**Aim of the task**
Your answer should hold only the line containing "let open = BTreeMap::new();" and each line that follows it in the listing, copied exactly.

**Given data**
───

/// Plan one dataset's changes under `strategy`
pub fn plan_dataset(
    strategy: MilestoneStrategy,
    dataset: &Dataset,
    open: &BTreeMap<RowKey, StoredRecord>,
    capture: &DatasetChanges,
) -> std::result::Result<MergePlan, String> {
    let schema = &dataset.schema;

    if let Some(unknown) = capture
        .observed_columns
        .iter()
        .find(|c| schema.column(c).is_none())
    {
        return Err(format!("unknown column {}", unknown));
    }

    // Last signal per key wins within one capture
    let mut incoming: BTreeMap<RowKey, (ChangeKind, Row)> = BTreeMap::new();
    for change in &capture.changes {
        let row = match change.kind {
            ChangeKind::Upsert => conform_row(change.row.clone(), schema)?,
            ChangeKind::Delete => {
                let key_row = change.row.key_projection(schema);
                if schema
                    .primary_key()
                    .any(|c| key_row.value_or_null(&c.name).is_null())
                {
                    return Err("delete signal without a full primary key".to_string());
                }
                key_row
            },
        };
        incoming.insert(row.key(schema), (change.kind, row));
    }

    if capture.snapshot {
        for (key, record) in open {
            incoming
                .entry(key.clone())
                .or_insert_with(|| (ChangeKind::Delete, record.row.key_projection(schema)));
        }
    }

    let mut plan = MergePlan::default();
    for (key, (kind, row)) in incoming {
        let current = open.get(&key);
        match (kind, current) {
            (ChangeKind::Upsert, Some(existing)) => {
                let hash = row.content_hash(schema);
                if existing.hash == hash {
                    plan.stats.inc_unchanged();
                    continue;
                }
                plan.stats.inc_updated();
                match strategy {
                    MilestoneStrategy::LiveOnly => {
                        plan.ops.push(MergeOp::Upsert { key, row, hash });
                    },
                    MilestoneStrategy::BatchMilestoned => {
                        plan.stats.inc_closed();
                        plan.ops.push(MergeOp::CloseVersion {
                            key: key.clone(),
                            previous: existing.row.clone(),
                        });
                        plan.ops.push(MergeOp::OpenVersion { key, row, hash });
                    },
                }
            },
            (ChangeKind::Upsert, None) => {
                let hash = row.content_hash(schema);
                plan.stats.inc_inserted();
                plan.ops.push(match strategy {
                    MilestoneStrategy::LiveOnly => MergeOp::Upsert { key, row, hash },
                    MilestoneStrategy::BatchMilestoned => MergeOp::OpenVersion { key, row, hash },
                });
            },
            (ChangeKind::Delete, Some(existing)) => {
                plan.stats.inc_deleted();
                let previous = existing.row.clone();
                plan.ops.push(match strategy {
                    MilestoneStrategy::LiveOnly => MergeOp::Delete { key, previous },
                    MilestoneStrategy::BatchMilestoned => {
                        plan.stats.inc_closed();
                        MergeOp::CloseVersion { key, previous }
                    },
                });
            },
            // Deleting an absent key is a no-op
            (ChangeKind::Delete, None) => {},
        }
    }

    Ok(plan)
}

/// One capture, sequenced and ready to merge
#[derive(Debug, Clone)]
pub struct CapturedBatch<'a> {
    pub platform: &'a str,
    pub datastore: &'a Datastore,
    pub stream: StreamKey,
    pub sequence: i64,
    pub changes: Vec<DatasetChanges>,
}

/// Applies captured batches to the merge store
#[derive(Clone)]
pub struct MergeEngine {
    store: Arc<dyn MergeStore>,
    commit_timeout: Duration,
}

impl MergeEngine {
    pub fn new(store: Arc<dyn MergeStore>, commit_timeout: Duration) -> Self {
        Self {
            store,
            commit_timeout,
        }
    }

    pub fn store(&self) -> &Arc<dyn MergeStore> {
        &self.store
    }

    /// Merge `batch` under `strategy`.
    ///
    /// Every dataset is planned before anything is written; one failing
    /// dataset fails the whole batch.
    #[instrument(skip_all, fields(platform = %batch.platform, stream = %batch.stream, batch = batch.sequence))]
    pub async fn apply(&self, batch: CapturedBatch<'_>, strategy: MilestoneStrategy) -> Result<MergeResult> {
        let CapturedBatch {
            platform,
            datastore,
            stream,
            sequence,
            changes,
        } = batch;
        let context = format!("{}/{} batch {}", platform, stream, sequence);

        let mismatch = |dataset: &str, detail: String| PipelineError::SchemaMismatch {
            platform: platform.to_string(),
            stream: stream.clone(),
            batch: sequence,
            dataset: dataset.to_string(),
            detail,
        };

        let mut datasets = Vec::with_capacity(changes.len());
        for capture in &changes {
            let dataset = datastore
                .dataset(&capture.dataset)
                .ok_or_else(|| mismatch(&capture.dataset, "dataset is not declared".to_string()))?;
            if let Some(only) = &stream.dataset {
                if *only != dataset.name {
                    return Err(mismatch(&dataset.name, format!("not carried by stream {}", stream)));
                }
            }

            let recorded = self
                .store
                .schema_record(platform, &datastore.name, &dataset.name)
                .await
                .map_err(PipelineError::store(&context))?;
            let schema = check_schema_evolution(&dataset.schema, recorded.as_ref())
                .map_err(|e| mismatch(&dataset.name, e))?;
            if let Some(prev) = &recorded {
                if prev.version < schema.version {
                    info!(
                        dataset = %dataset.name,
                        from = prev.version,
                        to = schema.version,
                        "Schema migration recorded"
                    );
                }
            }

            let open = self
                .store
                .open_records(platform, &datastore.name, &dataset.name)
                .await
                .map_err(PipelineError::store(&context))?;
            let plan = plan_dataset(strategy, dataset, &open, capture)
                .map_err(|e| mismatch(&dataset.name, e))?;

            debug!(dataset = %dataset.name, ops = plan.ops.len(), "Dataset planned");
            datasets.push(DatasetCommit {
                dataset: dataset.name.clone(),
                ops: plan.ops,
                schema,
                stats: plan.stats,
            });
        }

        let commit = BatchCommit {
            platform: platform.to_string(),
            stream: stream.clone(),
            sequence,
            datasets,
        };

        match tokio::time::timeout(self.commit_timeout, self.store.commit_batch(&commit)).await {
            Ok(result) => result.map_err(PipelineError::store(&context))?,
            Err(_) => {
                return Err(PipelineError::store(&context)(StoreError::Timeout(self.commit_timeout)));
            },
        }

        let result = MergeResult {
            platform: platform.to_string(),
            stream,
            sequence,
            datasets: commit
                .datasets
                .into_iter()
                .map(|d| (d.dataset, d.stats))
                .collect(),
        };

        let totals = result.totals();
        info!(
            inserted = totals.inserted,
            updated = totals.updated,
            closed = totals.closed,
            unchanged = totals.unchanged,
            deleted = totals.deleted,
            "Batch committed"
        );

        Ok(result)
    }
}

#[cfg(test)]
#[allow(clippy::unwrap_used, clippy::expect_used)]
mod tests {
    use super::*;
    use crate::records::{RowChange, Value};
    use ydp_common::model::{Column, DataType};

    fn customers() -> Dataset {
        Dataset::new(
            "customers",
            Schema::new(vec![
                Column::key("id", DataType::VarChar { length: 20 }),
                Column::new("firstname", DataType::VarChar { length: 100 }).not_null(),
                Column::new("email", DataType::VarChar { length: 100 }),
            ]),
        )
    }

    fn row(id: &str, email: &str) -> Row {
        Row::new().with("id", id).with("firstname", "Ann").with("email", email)
    }

    fn stored(rows: &[Row]) -> BTreeMap<RowKey, StoredRecord> {
        let schema = &customers().schema;
        rows.iter()
            .map(|r| {
                (
                    r.key(schema),
                    StoredRecord {
                        row: r.clone(),
                        hash: r.content_hash(schema),
                    },
                )
            })
            .collect()
    }

    #[test]
    fn test_live_upsert_and_snapshot_delete() {
        let open = stored(&[row("1", "a@x.com"), row("2", "c@x.com")]);
        let capture = DatasetChanges::snapshot("customers", vec![row("1", "b@x.com")]);

        let plan = plan_dataset(MilestoneStrategy::LiveOnly, &customers(), &open, &capture).unwrap();
        assert_eq!(plan.stats.updated, 1);
        assert_eq!(plan.stats.deleted, 1);
        assert!(matches!(plan.ops[0], MergeOp::Upsert { .. }));
        assert!(matches!(plan.ops[1], MergeOp::Delete { .. }));
    }

    #[test]
    fn test_forensic_update_closes_then_opens() {
        let open = stored(&[row("1", "a@x.com")]);
        let capture = DatasetChanges::snapshot("customers", vec![row("1", "b@x.com")]);

        let plan =
            plan_dataset(MilestoneStrategy::BatchMilestoned, &customers(), &open, &capture).unwrap();
        assert_eq!(plan.ops.len(), 2);
        assert!(matches!(plan.ops[0], MergeOp::CloseVersion { .. }));
        assert!(matches!(plan.ops[1], MergeOp::OpenVersion { .. }));
        assert_eq!(plan.stats.updated, 1);
        assert_eq!(plan.stats.closed, 1);
    }

    #[test]
    fn test_identical_redelivery_is_noop() {
        let open = stored(&[row("1", "a@x.com")]);
        let capture = DatasetChanges::snapshot("customers", vec![row("1", "a@x.com")]);

        for strategy in [MilestoneStrategy::LiveOnly, MilestoneStrategy::BatchMilestoned] {
            let plan = plan_dataset(strategy, &customers(), &open, &capture).unwrap();
            assert!(plan.ops.is_empty());
            assert_eq!(plan.stats.unchanged, 1);
        }
    }

    #[test]
    fn test_forensic_delete_is_tombstone() {
        let open = stored(&[row("1", "a@x.com")]);
        let capture = DatasetChanges::change_set(
            "customers",
            vec![RowChange::delete(Row::new().with("id", "1"))],
        );

        let plan =
            plan_dataset(MilestoneStrategy::BatchMilestoned, &customers(), &open, &capture).unwrap();
        assert_eq!(plan.ops.len(), 1);
        assert!(matches!(plan.ops[0], MergeOp::CloseVersion { .. }));
        assert_eq!(plan.stats.deleted, 1);
    }

    #[test]
    fn test_change_set_leaves_unmentioned_keys() {
        let open = stored(&[row("1", "a@x.com"), row("2", "c@x.com")]);
        let capture =
            DatasetChanges::change_set("customers", vec![RowChange::upsert(row("3", "d@x.com"))]);

        let plan = plan_dataset(MilestoneStrategy::LiveOnly, &customers(), &open, &capture).unwrap();
        assert_eq!(plan.ops.len(), 1);
        assert_eq!(plan.stats.inserted, 1);
        assert_eq!(plan.stats.deleted, 0);
    }

    #[test]
    fn test_schema_violations() {
        let open = BTreeMap::new();
        let unknown = DatasetChanges::snapshot("customers", vec![row("1", "a").with("nickname", "x")]);
        let err = plan_dataset(MilestoneStrategy::LiveOnly, &customers(), &open, &unknown).unwrap_err();
        assert!(err.contains("unknown column nickname"));

        let not_null = DatasetChanges::snapshot(
            "customers",
            vec![Row::new().with("id", "1").with("firstname", Value::Null)],
        );
        let err = plan_dataset(MilestoneStrategy::LiveOnly, &customers(), &open, &not_null).unwrap_err();
        assert!(err.contains("NOT NULL column firstname"));

        let no_key = DatasetChanges::snapshot("customers", vec![Row::new().with("firstname", "Ann")]);
        let err = plan_dataset(MilestoneStrategy::LiveOnly, &customers(), &open, &no_key).unwrap_err();
        assert!(err.contains("missing primary key"));

        let wrong_type = DatasetChanges::snapshot(
            "customers",
            vec![row("1", "a").with("firstname", Value::Int(7))],
        );
        assert!(plan_dataset(MilestoneStrategy::LiveOnly, &customers(), &open, &wrong_type).is_err());
    }

    #[test]
    fn test_schema_evolution_rules() {
        let v1 = customers().schema;
        let recorded = check_schema_evolution(&v1, None).unwrap();
        assert_eq!(recorded.version, 1);

        assert!(check_schema_evolution(&v1, Some(&recorded)).is_ok());

        let mut changed = v1.clone();
        changed.columns.push(Column::new("phone", DataType::VarChar { length: 100 }));
        assert!(check_schema_evolution(&changed, Some(&recorded)).is_err());

        let migrated = check_schema_evolution(&changed.with_version(2), Some(&recorded)).unwrap();
        assert_eq!(migrated.version, 2);
        assert_ne!(migrated.fingerprint, recorded.fingerprint);
    }
}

───

**Reply to the task**
        let open = BTreeMap::new();
        let unknown = DatasetChanges::snapshot("customers", vec![row("1", "a").with("nickname", "x")]);
        let err = plan_dataset(MilestoneStrategy::LiveOnly, &customers(), &open, &unknown).unwrap_err();
        assert!(err.contains("unknown column nickname"));

        let not_null = DatasetChanges::snapshot(
            "customers",
            vec![Row::new().with("id", "1").with("firstname", Value::Null)],
        );
        let err = plan_dataset(MilestoneStrategy::LiveOnly, &customers(), &open, &not_null).unwrap_err();
        assert!(err.contains("NOT NULL column firstname"));

        let no_key = DatasetChanges::snapshot("customers", vec![Row::new().with("firstname", "Ann")]);
        let err = plan_dataset(MilestoneStrategy::LiveOnly, &customers(), &open, &no_key).unwrap_err();
        assert!(err.contains("missing primary key"));

        let wrong_type = DatasetChanges::snapshot(
            "customers",
            vec![row("1", "a").with("firstname", Value::Int(7))],
        );
        assert!(plan_dataset(MilestoneStrategy::LiveOnly, &customers(), &open, &wrong_type).is_err());
    }

    #[test]
    fn test_schema_evolution_rules() {
        let v1 = customers().schema;
        let recorded = check_schema_evolution(&v1, None).unwrap();
        assert_eq!(recorded.version, 1);

        assert!(check_schema_evolution(&v1, Some(&recorded)).is_ok());

        let mut changed = v1.clone();
        changed.columns.push(Column::new("phone", DataType::VarChar { length: 100 }));
        assert!(check_schema_evolution(&changed, Some(&recorded)).is_err());

        let migrated = check_schema_evolution(&changed.with_version(2), Some(&recorded)).unwrap();
        assert_eq!(migrated.version, 2);
        assert_ne!(migrated.fingerprint, recorded.fingerprint);
    }
}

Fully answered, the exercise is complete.